**Your assignment**
Each line that contains the word "names" is to be copied from the records below.

(Stored records)
....................

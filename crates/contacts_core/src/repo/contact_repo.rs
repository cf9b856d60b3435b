//! Contact repository contract and JSON-file implementation.
//!
//! # Responsibility
//! - Own the ordered in-memory contact list and its backing file.
//! - Provide add/find/list/edit/delete with first-match name semantics.
//!
//! # Invariants
//! - Insertion order is preserved; duplicate names are allowed.
//! - Lookups compare names case-insensitively and pick the first match.
//! - Memory and disk agree after every call, successful or not.

use crate::model::contact::Contact;
use crate::storage::{load_contacts, write_contacts, StoreResult};
use log::{info, warn};
use std::path::{Path, PathBuf};

/// Repository interface for name-keyed contact operations.
pub trait ContactRepository {
    fn add(&mut self, contact: Contact) -> StoreResult<()>;
    fn find_by_name(&self, name: &str) -> Option<&Contact>;
    fn list_all(&self) -> &[Contact];
    fn edit(
        &mut self,
        target_name: &str,
        new_name: String,
        new_phone: String,
        new_email: String,
    ) -> StoreResult<bool>;
    fn delete(&mut self, name: &str) -> StoreResult<bool>;
}

/// Write-through contact store backed by one JSON file.
#[derive(Debug)]
pub struct JsonContactStore {
    path: PathBuf,
    contacts: Vec<Contact>,
}

impl JsonContactStore {
    /// Opens the store at `path`, loading any existing contacts.
    ///
    /// A missing file yields an empty store. A corrupt or malformed file
    /// fails construction, so no write can ever replace it.
    pub fn open(path: impl Into<PathBuf>) -> StoreResult<Self> {
        let path = path.into();
        let contacts = load_contacts(&path)?;
        Ok(Self { path, contacts })
    }

    pub fn path(&self) -> &Path {
        &self.path
    }

    pub fn len(&self) -> usize {
        self.contacts.len()
    }

    pub fn is_empty(&self) -> bool {
        self.contacts.is_empty()
    }

    /// Rewrites the backing file from the current in-memory list.
    pub fn persist(&self) -> StoreResult<()> {
        write_contacts(&self.path, &self.contacts)
    }

    fn position_by_name(&self, name: &str) -> Option<usize> {
        self.contacts
            .iter()
            .position(|contact| contact.matches_name(name))
    }
}

impl ContactRepository for JsonContactStore {
    fn add(&mut self, contact: Contact) -> StoreResult<()> {
        self.contacts.push(contact);
        if let Err(err) = self.persist() {
            self.contacts.pop();
            warn!(
                "event=contact_add module=repo status=rolled_back error_code={}",
                err.code()
            );
            return Err(err);
        }
        info!(
            "event=contact_add module=repo status=ok count={}",
            self.contacts.len()
        );
        Ok(())
    }

    fn find_by_name(&self, name: &str) -> Option<&Contact> {
        self.contacts.iter().find(|contact| contact.matches_name(name))
    }

    fn list_all(&self) -> &[Contact] {
        &self.contacts
    }

    fn edit(
        &mut self,
        target_name: &str,
        new_name: String,
        new_phone: String,
        new_email: String,
    ) -> StoreResult<bool> {
        let Some(index) = self.position_by_name(target_name) else {
            info!("event=contact_edit module=repo status=not_found");
            return Ok(false);
        };

        let replacement = Contact {
            name: new_name,
            phone: new_phone,
            email: new_email,
        };
        let previous = std::mem::replace(&mut self.contacts[index], replacement);
        if let Err(err) = self.persist() {
            self.contacts[index] = previous;
            warn!(
                "event=contact_edit module=repo status=rolled_back index={} error_code={}",
                index,
                err.code()
            );
            return Err(err);
        }
        info!("event=contact_edit module=repo status=ok index={}", index);
        Ok(true)
    }

    fn delete(&mut self, name: &str) -> StoreResult<bool> {
        let Some(index) = self.position_by_name(name) else {
            info!("event=contact_delete module=repo status=not_found");
            return Ok(false);
        };

        let removed = self.contacts.remove(index);
        if let Err(err) = self.persist() {
            self.contacts.insert(index, removed);
            warn!(
                "event=contact_delete module=repo status=rolled_back index={} error_code={}",
                index,
                err.code()
            );
            return Err(err);
        }
        info!(
            "event=contact_delete module=repo status=ok index={} count={}",
            index,
            self.contacts.len()
        );
        Ok(true)
    }
}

....................

**The answer**
//! - Insertion order is preserved; duplicate names are allowed.
//! - Lookups compare names case-insensitively and pick the first match.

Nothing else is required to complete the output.